[libvirt PATCH 0/3] tests: Add capabilities for QEMU 5.2

Andrea Bolognani abologna at redhat.com
Thu Dec 10 15:24:42 UTC 2020


On Thu, 2020-12-10 at 16:07 +0100, Andrea Bolognani wrote:
> As usual, this is an abridged version of the changes.
> 
> For the full version, run
> 
>   $ git fetch https://gitlab.com/abologna/libvirt.git caps-5.2
> 
> or browse
> 
>   https://gitlab.com/abologna/libvirt/-/commits/caps-5.2
> 
> Andrea Bolognani (3):
>   tests: Add capabilities for QEMU 5.2 on aarch64
>   tests: Add capabilities for QEMU 5.2 on ppc64
>   tests: Add capabilities for QEMU 5.2 on riscv64

Thomas and Cornelia,

you might notice there's an architecture missing from this list O:-)

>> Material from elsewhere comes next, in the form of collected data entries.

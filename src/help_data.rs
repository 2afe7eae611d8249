use crate::help::{CommandDoc, HelpTables, ResourceLink, TroubleshootingEntry, UsageExample};

pub const FALLBACK_DESCRIPTION: &str = "No description available";

pub const FIX_COMMANDS: &[CommandDoc] = &[
    CommandDoc {
        name: "fix:all",
        description: "Run every automated fix in sequence",
    },
    CommandDoc {
        name: "fix:deps",
        description: "Deduplicate and reinstall dependencies to match the lockfile",
    },
    CommandDoc {
        name: "fix:docs",
        description: "Regenerate reference docs and repair broken internal links",
    },
    CommandDoc {
        name: "fix:format",
        description: "Apply the project formatter to all tracked sources",
    },
    CommandDoc {
        name: "fix:imports",
        description: "Sort imports and remove unused ones",
    },
    CommandDoc {
        name: "fix:lint",
        description: "Run the linter with autofix enabled",
    },
    CommandDoc {
        name: "fix:lockfile",
        description: "Rebuild the lockfile after a merge conflict",
    },
    CommandDoc {
        name: "fix:permissions",
        description: "Restore executable bits on scripts and hooks",
    },
    CommandDoc {
        name: "fix:types",
        description: "Apply automatic fixes for type-checker diagnostics",
    },
    CommandDoc {
        name: "fix:whitespace",
        description: "Strip trailing whitespace and normalize line endings",
    },
];

pub const USAGE_EXAMPLES: &[UsageExample] = &[
    UsageExample {
        command: "fix:all",
        description: "Clean up the whole repository before opening a pull request",
        when_to_use: "CI reports several unrelated style or lint failures at once",
    },
    UsageExample {
        command: "fix:format",
        description: "Reformat sources after a large refactor",
        when_to_use: "The formatting check fails or a diff is full of whitespace noise",
    },
    UsageExample {
        command: "fix:lint",
        description: "Resolve autofixable lint violations",
        when_to_use: "The linter reports violations marked as fixable",
    },
    UsageExample {
        command: "fix:lockfile",
        description: "Recover from a conflicted lockfile",
        when_to_use: "A rebase or merge left conflict markers in the lockfile",
    },
];

pub const TROUBLESHOOTING: &[TroubleshootingEntry] = &[
    TroubleshootingEntry {
        issue: "A fix command is not found",
        solution: "Install dependencies first, then confirm the script is declared in the manifest's scripts section.",
    },
    TroubleshootingEntry {
        issue: "The fix ran but CI still fails",
        solution: "Some violations cannot be fixed automatically. Run the matching check locally and address the remaining findings by hand.",
    },
    TroubleshootingEntry {
        issue: "Formatting and linting keep undoing each other",
        solution: "Run fix:format before fix:lint, or use fix:all which applies them in a stable order.",
    },
    TroubleshootingEntry {
        issue: "Dependency fixes change the lockfile unexpectedly",
        solution: "Check that your package manager version matches the one pinned by the project before re-running fix:deps.",
    },
];

pub const RESOURCES: &[ResourceLink] = &[
    ResourceLink {
        label: "Contributing guide",
        target: "CONTRIBUTING.md",
    },
    ResourceLink {
        label: "Code style",
        target: "docs/code-style.md",
    },
    ResourceLink {
        label: "CI checks",
        target: "docs/ci.md",
    },
];

pub fn default_tables() -> HelpTables {
    HelpTables {
        descriptions: FIX_COMMANDS,
        usage_examples: USAGE_EXAMPLES,
        troubleshooting: TROUBLESHOOTING,
        resources: RESOURCES,
    }
}

#[cfg(test)]
mod tests {
    use super::*;
    use std::collections::BTreeSet;

    #[test]
    fn description_table_has_unique_prefixed_names() {
        let names: BTreeSet<&str> = FIX_COMMANDS.iter().map(|c| c.name).collect();
        assert_eq!(names.len(), FIX_COMMANDS.len());
        assert!(FIX_COMMANDS.iter().all(|c| c.name.starts_with("fix:")));
    }

    #[test]
    fn usage_examples_reference_documented_commands() {
        let tables = default_tables();
        for ex in USAGE_EXAMPLES {
            assert!(
                tables.description_for(ex.command).is_some(),
                "undocumented example command {}",
                ex.command
            );
        }
    }
}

Any chance either of you can generate the .replies file on s390x? I
have tried doing so myself, but ran into several issues; after
working around them one by one, I eventually realized that the
machine I was using is not KVM-capable and thus the resulting file
would be close to useless. The idea of locating an s390x machine that
doesn't suffer from that limitation and repeating the entire process
from scratch is obviously not sounding very appealing right now!

Assuming you have access to KVM-capable hardware that is running a
recent OS, the process of generating these files is relatively
straightforward:

  * build QEMU from git (v5.2.0 tag)

  * build libvirt from git (master branch)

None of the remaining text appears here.